Fonte da CPLP tinha anunciado, no início da semana, que o Presidente equato-guineense visitaria a sede da organização esta sexta-feira de manhã, uma receção que foi preparada, apesar de o secretário-executivo não ter confirmação oficial, como indicou à Lusa esta terça-feira.

"Depois da formação do Governo, vai enviar uma missão a Portugal para acertar todos os detalhes da visita" com as autoridades portuguesas, disse Murargy, que acrescentou desconhecer qual o teor da visita que Teodoro Obiang pretende fazer ao país.

Murade Murargy mencionou que Obiang é "muito religioso" e quer visitar o Santuário de Fátima e recordou que, logo após a entrada da Guiné Equatorial na CPLP, há dois anos, o Presidente indicou que o primeiro país que queria visitar era Portugal.

Mas, para vir a Portugal, o Presidente "tem de ter uma concordância das autoridades portuguesas", e, em função disso, definir se se tratará de uma visita de Estado ou visita privada.

Questionado se o cancelamento da visita se deveu a uma falta de articulação com o Governo e Presidência da República portugueses - que disseram desconhecer a intenção de Teodoro Obiang de se deslocar ao país -, Murade Murargy respondeu: "Pode ser isso, e outro fator é que ele não estava preparado para vir agora".

Essa articulação, mencionou, cabe ao embaixador acreditado em Lisboa. "Eu não me preocupo com essa parte. Eu parti do princípio de que essa articulação estava feita", salientou.

À pergunta sobre se o anúncio desta visita pretendeu testar a reação das autoridades portuguesas, Murargy negou e sublinhou que Teodoro Obiang tem, há muito, o desejo de vir a Portugal.

"A visita à CPLP vai-se manter, quando o Presidente Obiang vier a Portugal, qualquer que seja a natureza dessa visita", assegurou.

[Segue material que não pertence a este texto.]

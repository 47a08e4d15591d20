//! Shrdlite Planner: from parsed utterances to actuator plans.
//!
//! The pipeline is a three-stage fold over one user utterance:
//!
//! ```text
//! Command  ──►  interpret  ──►  DnfFormula  ──►  astar  ──►  render
//!               (resolver +                     (PlannerSpace:
//!                goal compiler)                  moves, goal, heuristic)
//! ```
//!
//! # Module dependency direction
//!
//! `parse` ← `formula` ← `interpret` / `heuristic` ← `space` ←
//! `describe`/`render` ← `pipeline`
//!
//! One-way only. No cycles.

#![forbid(unsafe_code)]

pub mod describe;
pub mod formula;
pub mod heuristic;
pub mod interpret;
pub mod parse;
pub mod pipeline;
pub mod render;
pub mod space;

Murade Murargy, que, na qualidade de secretário-executivo da CPLP, convidou Teodoro Obiang a visitar a sede da organização, garantiu que o seu convite se "mantém de pé".

"A Guiné Equatorial é o mais recente membro da CPLP. Qualquer dirigente de um Estado-membro tem o direito de visitar a sede da organização", disse.

Questionado se a visita de Obiang à sede da Comunidade pode acontecer antes do final do mandato como secretário-executivo - que deverá terminar este ano, na cimeira que se realizará em Brasília -, Murade Murargy respondeu que sim.

"Eu fiz-lhe ver isso, que estou quase a acabar o meu mandato e era bom que visitasse antes", mencionou, recordando que responsáveis de todos os Estados-membros da CPLP já visitaram a sede e que faz sentido que o mesmo aconteça com a Guiné Equatorial, que é o membro mais recente.

O responsável da CPLP afastou a possibilidade de o Presidente Obiang estar presente nas cerimónias que vão assinalar o 20.º aniversário do bloco lusófono, no próximo dia 18, a decorrer na sede da organização.

A Guiné Equatorial, único país de língua espanhola no continente africano, aderiu à CPLP em julho de 2014, após a definição de um roteiro que previa a disseminação do português no país e uma moratória sobre a pena de morte, de que Portugal foi um forte defensor.

O regime de Teodoro Obiang, no poder desde 1979, é acusado por várias organizações da sociedade civil de constantes violações dos direitos humanos e perseguição a políticos da oposição.